Affidarsi soltanto a una gigantesca e forse irrealizzabile campagna vaccinale simultanea e di pari intensità in tutto il mondo potrebbe non bastare. Occorre prevenire laddove è possibile chiudendo le aree più esposte al rischio, come ha fatto il Giappone incurante delle ricadute economiche negative, ed attrezzando strutture ospedaliere adeguate a ricevere i contagiati oltre che approntare farmaci che possano essere somministrati negli ambienti domestici. È la priorità di tutte le politiche. Anche se da noi un barlume di speranza si sta lentamente manifestando, non credo sia il caso, come insegna l’esperienza britannica, di abbassare la guardia.
Purtroppo l’esperienza di questi ultimi due anni circa, ci racconta una storia orrenda in fase di sviluppo ovunque: siamo, e probabilmente lo saremo a lungo, schiavi di vaccini sempre più potenti e tecnologicamente avanzati, ma che se non raggiungono tutta la popolazione mondiale a poco serviranno.

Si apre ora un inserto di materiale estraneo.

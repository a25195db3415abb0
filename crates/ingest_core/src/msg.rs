use crate::{DocId, DocStage, ErrorKind, LinkRecord};

#[derive(Debug, Clone, PartialEq)]
pub enum Msg {
    /// Link discovery finished (or was skipped for a direct document).
    LinksFetched(Vec<LinkRecord>),
    /// The listing page could not be fetched or parsed, or the job was
    /// cancelled while fetching it.
    DiscoveryFailed { kind: ErrorKind, message: String },
    /// The site filter chose these URLs, in processing order.
    LinksFiltered(Vec<String>),
    /// A document moved to a non-terminal stage.
    DocumentStage { doc_id: DocId, stage: DocStage },
    /// A document's bytes are on local disk.
    DocumentFetched {
        doc_id: DocId,
        checksum: String,
        byte_size: u64,
    },
    /// Every key for the document was written.
    DocumentDone { doc_id: DocId, keys: Vec<String> },
    DocumentFailed {
        doc_id: DocId,
        kind: ErrorKind,
        message: String,
        /// Objects already written for the document before it failed.
        keys: Vec<String>,
    },
    MetadataWritten { key: String },
    MetadataFailed { message: String },
}
use std::path::PathBuf;
use std::process::ExitCode;
use std::sync::Arc;

use anyhow::Context;
use chrono::NaiveDate;
use clap::Parser;
use ingest_app::{build_store, exit_code, load_payload, payload_from_flags, AppConfig};
use ingest_core::JobStatus;
use ingest_engine::{CaptureClock, LogProgressSink, Pipeline, StoreToken};
use ingest_logging::{ingest_error, ingest_warn, parse_level, LogDestination};
use tokio_util::sync::CancellationToken;

/// Fetch documents from a listing page, extract their tables and land both
/// in partitioned object storage.
#[derive(Debug, Parser)]
#[command(name = "ingest", version)]
struct Cli {
    /// RON config file.
    #[arg(short, long, env = "INGEST_CONFIG")]
    config: Option<PathBuf>,

    /// JSON job payload file, or `-` to read it from stdin.
    #[arg(short, long, conflicts_with_all = ["dataset_name", "base_url"])]
    payload: Option<PathBuf>,

    #[arg(long)]
    dataset_name: Option<String>,

    #[arg(long)]
    base_url: Option<String>,

    #[arg(long)]
    max_files: Option<i64>,

    /// Filter hint forwarded to the site filter, as `key=value`. Repeatable.
    #[arg(long = "hint", value_name = "KEY=VALUE")]
    hints: Vec<String>,

    /// Partition date to use instead of today (UTC).
    #[arg(long, value_name = "YYYY-MM-DD")]
    capture_date: Option<NaiveDate>,

    /// Overrides the configured log level.
    #[arg(long)]
    log_level: Option<String>,
}

fn main() -> ExitCode {
    let cli = Cli::parse();
    match run(cli) {
        Ok(status) => ExitCode::from(exit_code(status)),
        Err(err) => {
            ingest_error!("{:#}", err);
            eprintln!("error: {err:#}");
            ExitCode::from(1)
        }
    }
}

fn run(cli: Cli) -> anyhow::Result<JobStatus> {
    let config = match &cli.config {
        Some(path) => AppConfig::load(path)?,
        None => AppConfig::default(),
    };

    let level = parse_level(cli.log_level.as_deref().unwrap_or(&config.log_level));
    let destination = match &config.log_file {
        Some(path) => LogDestination::Both(path.clone()),
        None => LogDestination::Terminal,
    };
    ingest_logging::initialize(destination, level);

    let payload = match &cli.payload {
        Some(path) => load_payload(path)?,
        None => payload_from_flags(
            cli.dataset_name.as_deref(),
            cli.base_url.as_deref(),
            cli.max_files,
            &cli.hints,
        )?,
    };

    let token = StoreToken::from_env().context("loading store credentials")?;
    let store = build_store(&config.store, token)?;
    let mut engine = config.engine.to_engine_config();
    if let Some(date) = cli.capture_date {
        engine.capture_clock = CaptureClock::fixed(date);
    }
    let pipeline = Pipeline::new(engine, store).with_sink(Arc::new(LogProgressSink));

    let runtime = tokio::runtime::Builder::new_multi_thread()
        .enable_all()
        .build()
        .context("starting async runtime")?;
    let report = runtime.block_on(async {
        let cancel = CancellationToken::new();
        let interrupt = cancel.clone();
        tokio::spawn(async move {
            if tokio::signal::ctrl_c().await.is_ok() {
                ingest_warn!("Interrupted, cancelling job");
                interrupt.cancel();
            }
        });
        pipeline.run_payload(payload, cancel).await
    })?;

    println!("{}", serde_json::to_string_pretty(&report)?);
    Ok(report.status)
}
//! Deterministic object-storage keys.
//!
//! Staging: `staging/<dataset>/data_captura=<YYYYMMDD>/<source-name>`
//! Raw:     `raw/<dataset>/data_captura=<YYYYMMDD>/year=<YYYY>/month=<MM>/<stem>_<index>.<ext>`
use std::collections::HashSet;

use chrono::NaiveDate;
use sha2::{Digest, Sha256};

use crate::links::url_filename;

const MAX_NAME_LEN: usize = 120;

pub fn capture_partition(capture_date: NaiveDate) -> String {
    format!("data_captura={}", capture_date.format("%Y%m%d"))
}

pub fn staging_key(dataset_name: &str, capture_date: NaiveDate, source_name: &str) -> String {
    format!(
        "staging/{dataset_name}/{}/{source_name}",
        capture_partition(capture_date)
    )
}

pub fn raw_table_key(
    dataset_name: &str,
    capture_date: NaiveDate,
    source_name: &str,
    table_index: usize,
    extension: &str,
) -> String {
    format!(
        "raw/{dataset_name}/{}/year={}/month={}/{}_{table_index}.{extension}",
        capture_partition(capture_date),
        capture_date.format("%Y"),
        capture_date.format("%m"),
        source_stem(source_name),
    )
}

/// Key of the per-job metadata object.
pub fn metadata_key(dataset_name: &str, capture_date: NaiveDate) -> String {
    format!(
        "raw/{dataset_name}/{}/metadata.json",
        capture_partition(capture_date)
    )
}

/// Object name derived from a document URL: its sanitized last path segment,
/// or `download-<hash>` when the URL has none.
pub fn source_name(url: &str) -> String {
    match url_filename(url).map(|name| sanitize_name(&name)) {
        Some(name) if !name.is_empty() => name,
        _ => format!("download-{}", short_hash(url)),
    }
}

/// Source names for a job's documents, unique within the job.
///
/// The first URL to claim a name keeps it; later URLs with the same filename
/// get `<stem>--<hash>.<ext>` so they do not overwrite each other.
pub fn assign_source_names(urls: &[String]) -> Vec<String> {
    let mut taken = HashSet::new();
    urls.iter()
        .map(|url| {
            let name = source_name(url);
            if taken.insert(name.clone()) {
                return name;
            }
            let disambiguated = match name.rsplit_once('.') {
                Some((stem, ext)) if !stem.is_empty() => {
                    format!("{stem}--{}.{ext}", short_hash(url))
                }
                _ => format!("{name}--{}", short_hash(url)),
            };
            taken.insert(disambiguated.clone());
            disambiguated
        })
        .collect()
}

/// Name without its final extension.
pub fn source_stem(source_name: &str) -> &str {
    match source_name.rsplit_once('.') {
        Some((stem, _)) if !stem.is_empty() => stem,
        _ => source_name,
    }
}

/// First four bytes of the SHA-256 of `input`, as hex.
pub fn short_hash(input: &str) -> String {
    let digest = Sha256::digest(input.as_bytes());
    let mut hex = String::with_capacity(8);
    for byte in digest.iter().take(4) {
        use std::fmt::Write;
        let _ = write!(&mut hex, "{byte:02x}");
    }
    hex
}

fn sanitize_name(input: &str) -> String {
    let cleaned: String = input
        .chars()
        .map(|c| if is_forbidden(c) { '_' } else { c })
        .collect();
    let cleaned = cleaned.trim_matches(&['_', ' ', '.'][..]);

    // Collapse runs of underscores.
    let mut compacted = String::with_capacity(cleaned.len());
    let mut prev_underscore = false;
    for c in cleaned.chars() {
        if c == '_' {
            if !prev_underscore {
                compacted.push(c);
            }
            prev_underscore = true;
        } else {
            compacted.push(c);
            prev_underscore = false;
        }
    }

    if compacted.len() > MAX_NAME_LEN {
        let mut end = MAX_NAME_LEN;
        while !compacted.is_char_boundary(end) {
            end -= 1;
        }
        compacted.truncate(end);
    }
    compacted
}

fn is_forbidden(c: char) -> bool {
    matches!(c,
        '\\' | '/' | ':' | '*' | '?' | '"' | '<' | '>' | '|' | ' ' | '\0'..='\u{1F}'
    )
}
use ingest_core::RawTable;

use super::{DocumentFormat, FormatParser};
use crate::ExtractionError;

/// Finds tables in the text layer of a PDF.
#[derive(Debug, Clone, Copy, Default)]
pub struct PdfTableParser;

impl FormatParser for PdfTableParser {
    fn format(&self) -> DocumentFormat {
        DocumentFormat::Pdf
    }

    fn parse(&self, bytes: &[u8]) -> Result<Vec<RawTable>, ExtractionError> {
        let text = pdf_extract::extract_text_from_mem(bytes)
            .map_err(|err| ExtractionError::new("pdf", err.to_string()))?;
        Ok(detect_text_tables(&text))
    }
}

/// Stream-mode table detection over laid-out text.
///
/// Cells are separated by a tab or by two or more spaces. Consecutive lines
/// with at least two cells form a block; blocks of two or more lines are
/// tables whose first line is the header.
pub fn detect_text_tables(text: &str) -> Vec<RawTable> {
    let mut tables = Vec::new();
    let mut block: Vec<Vec<String>> = Vec::new();

    for line in text.lines() {
        let cells = split_cells(line);
        if cells.len() >= 2 {
            block.push(cells);
            continue;
        }
        flush_block(&mut block, &mut tables);
    }
    flush_block(&mut block, &mut tables);
    tables
}

fn flush_block(block: &mut Vec<Vec<String>>, tables: &mut Vec<RawTable>) {
    let rows = std::mem::take(block);
    if rows.len() < 2 {
        return;
    }
    if let Some(table) = RawTable::from_rows(rows) {
        tables.push(table);
    }
}

fn split_cells(line: &str) -> Vec<String> {
    let mut cells = Vec::new();
    let mut current = String::new();
    let mut spaces = 0;

    for c in line.trim().chars() {
        match c {
            '\t' => {
                push_cell(&mut current, &mut cells);
                spaces = 0;
            }
            ' ' => spaces += 1,
            _ => {
                if spaces >= 2 {
                    push_cell(&mut current, &mut cells);
                } else if spaces == 1 && !current.is_empty() {
                    current.push(' ');
                }
                spaces = 0;
                current.push(c);
            }
        }
    }
    push_cell(&mut current, &mut cells);
    cells
}

fn push_cell(current: &mut String, cells: &mut Vec<String>) {
    if !current.is_empty() {
        cells.push(std::mem::take(current));
    }
}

È questo l’aspetto più sconcertante della pandemia entrata da tempo in uno stato endemico. Può dare ristoro per alcuni mesi, ma nei tempi ragionevolmente brevi non ci saranno luoghi totalmente covid free nei quali ci si potrà dire al riparo dal virus.
Una politica mondiale, che includa Paesi poveri e ricchi, è divenuta indifferibile. Sorprende l’inanità della comunità mondiale di fronte ad una tragedia dalle proporzioni immani e della quale fino ad oggi abbiamo visto e sperimentato soltanto un assaggio. Se esplodono l’Asia e l’Africa, non si può certo pensare che l’Occidente resti immune. E quante “ondate” potremo a ripetizione sopportare?
È forse il caso – per quanto la prospettiva faccia rabbrividire – di mettere da parte, o comunque in secondo piano, le preoccupazioni economiche, riducendole al minimo, per far avanzare un progetto mondiale, per come le costumanze globaliste ci impongono, che possa in tempi purtroppo non brevissimi salvare l’umanità. Praticamente è indispensabile dare una spinta decisiva all’immunizzazione di quella parte del mondo ancora “nuda” profittando della relativa tregua che si manifesta in Occidente. E, nel contempo, moltiplicando i centri di produzione dei vaccini ovunque, perfino nelle aree più impervie. E al diavolo i brevetti e lo sfruttamento della pandemia a scopo di lucro.